Banks of the Ohio: Some love songs are tragic in concept; some are quite literally tragic. This traditional folk song by Doc Watson, Earl Scruggs, Alison Krauss, Ricky Skaggs is the latter and explores the dark side of unrequited loved, and it ends badly. It is performed by a group of bluegrass legends who collectively convey the remorse and sadness of a senseless deed with virtuosity and subtlety.
You Don’t Miss Your Water: The great Otis Redding convinces us in this song that he is lovesick, but William Bell actually wrote the song about his homesickness. He uses the old adage of not missing your water until the well goes dry, as a metaphor for not appreciating what one has until it’s lost. (If there were such a thing, could this be the “official” song of the Santa Cruz Mid-County Groundwater Agency?)
Big River: From St. Paul to New Orleans, Johnny Cash leads us down the Mississippi on a meandering pursuit of a woman with whom he is smitten because of her Southern drawl. Or, perhaps, it is the river itself that he is following? His tears flood the river, and he vows to sit there until he dies.
The River: The Boss, Bruce Springsteen, delves into a few of life’s big questions on this song about a man who rues the events and circumstances of his young life. He reminisces about days of romance at the river or the reservoir with his girlfriend, before teenaged pregnancy sends them into early adulthood. “Is a dream a lie if it don’t come true/Or is it something worse?”
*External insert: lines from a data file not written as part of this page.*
//! Error taxonomy shared by every AcceptMe crate

use thiserror::Error;

pub type Result<T> = std::result::Result<T, Error>;

#[derive(Debug, Error)]
pub enum Error {
    #[error("IO error: {0}")]
    Io(#[from] std::io::Error),

    #[error("JSON parsing error: {0}")]
    Json(#[from] serde_json::Error),

    #[error("Failed to initialize terminal: {0}")]
    TerminalInit(String),

    #[error("Signal handler error: {message}")]
    Signal { message: String },

    // Backend: setup failures are fatal, request failures are not
    #[error("Backend not configured. Set [backend] command or pass --offline.")]
    BackendNotConfigured,

    #[error("Backend error: {message}")]
    Backend { message: String },

    #[error("Failed to spawn backend process: {reason}")]
    BackendSpawn { reason: String },

    #[error("Backend process exited unexpectedly with code: {code:?}")]
    BackendExit { code: Option<i32> },

    #[error("Backend rejected '{method}': {message}")]
    Remote { method: String, message: String },

    #[error("Backend protocol error: {message}")]
    Protocol { message: String },

    #[error("Backend request '{method}' timed out after {timeout_ms}ms")]
    Timeout { method: String, timeout_ms: u64 },

    #[error("Configuration error: {message}")]
    Config { message: String },

    #[error("Unknown role: {0}")]
    UnknownRole(String),

    #[error("Channel send error: {message}")]
    ChannelSend { message: String },
}

impl Error {
    pub fn signal(message: impl Into<String>) -> Self {
        Self::Signal {
            message: message.into(),
        }
    }

    pub fn backend(message: impl Into<String>) -> Self {
        Self::Backend {
            message: message.into(),
        }
    }

    pub fn remote(method: impl Into<String>, message: impl Into<String>) -> Self {
        Self::Remote {
            method: method.into(),
            message: message.into(),
        }
    }

    pub fn protocol(message: impl Into<String>) -> Self {
        Self::Protocol {
            message: message.into(),
        }
    }

    pub fn timeout(method: impl Into<String>, timeout_ms: u64) -> Self {
        Self::Timeout {
            method: method.into(),
            timeout_ms,
        }
    }

    pub fn config(message: impl Into<String>) -> Self {
        Self::Config {
            message: message.into(),
        }
    }

    pub fn channel_send(message: impl Into<String>) -> Self {
        Self::ChannelSend {
            message: message.into(),
        }
    }

    /// Check if this is a recoverable error
    ///
    /// Every failed backend call leaves the view running with its previous
    /// state, so all request-level failures are recoverable.
    pub fn is_recoverable(&self) -> bool {
        matches!(
            self,
            Error::Backend { .. }
                | Error::Remote { .. }
                | Error::Protocol { .. }
                | Error::Timeout { .. }
                | Error::ChannelSend { .. }
        )
    }
}

/// Log an error with a description of what was being attempted, then pass
/// it on unchanged.
pub trait ResultExt<T> {
    fn context(self, context: impl Into<String>) -> Result<T>;

    /// Like `context`, but only builds the message on failure
    fn with_context<F>(self, f: F) -> Result<T>
    where
        F: FnOnce() -> String;
}

impl<T, E: Into<Error>> ResultExt<T> for std::result::Result<T, E> {
    fn context(self, context: impl Into<String>) -> Result<T> {
        self.map_err(|e| {
            let err = e.into();
            tracing::error!("{}: {:?}", context.into(), err);
            err
        })
    }

    fn with_context<F>(self, f: F) -> Result<T>
    where
        F: FnOnce() -> String,
    {
        self.map_err(|e| {
            let err = e.into();
            tracing::error!("{}: {:?}", f(), err);
            err
        })
    }
}

#[cfg(test)]
mod tests {
    use super::*;

    #[test]
    fn test_error_display_messages() {
        let err = Error::backend("Connection lost");
        assert_eq!(err.to_string(), "Backend error: Connection lost");

        let err = Error::remote("get_status", "LCU unavailable");
        assert_eq!(
            err.to_string(),
            "Backend rejected 'get_status': LCU unavailable"
        );

        let err = Error::timeout("is_running", 1500);
        assert!(err.to_string().contains("1500ms"));
    }

    #[test]
    fn test_request_failures_are_recoverable() {
        assert!(Error::backend("x").is_recoverable());
        assert!(Error::protocol("x").is_recoverable());
        assert!(Error::timeout("get_status", 10).is_recoverable());
    }

    #[test]
    fn test_startup_failures_are_not_recoverable() {
        assert!(!Error::BackendNotConfigured.is_recoverable());
        assert!(!Error::BackendSpawn {
            reason: "not found".into()
        }
        .is_recoverable());
        assert!(!Error::TerminalInit("no tty".into()).is_recoverable());
    }

    #[test]
    fn test_context_preserves_error() {
        let io: std::result::Result<(), std::io::Error> = Err(std::io::Error::new(
            std::io::ErrorKind::NotFound,
            "missing",
        ));
        let err = io.context("reading config").unwrap_err();
        assert!(matches!(err, Error::Io(_)));
    }

    #[test]
    fn test_with_context_is_lazy_on_success() {
        let ok: std::result::Result<u8, Error> = Ok(3);
        let value = ok
            .with_context(|| panic!("closure must not run on Ok"))
            .unwrap();
        assert_eq!(value, 3);
    }
}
Rain On Me: This song by Lady Gaga and Ariana Grande has it all! There’s a beat you can (must) dance to, and it includes rain, tears, misery, and an empowering message. It’s been described as an escapist pop song and a queer anthem. The pop divas lean hard into rain, rain, and more rain. All that rain propels them skyward: “Hands up to the sky/I'll be your galaxy/I'm about to fly/Rain on me, tsunami.”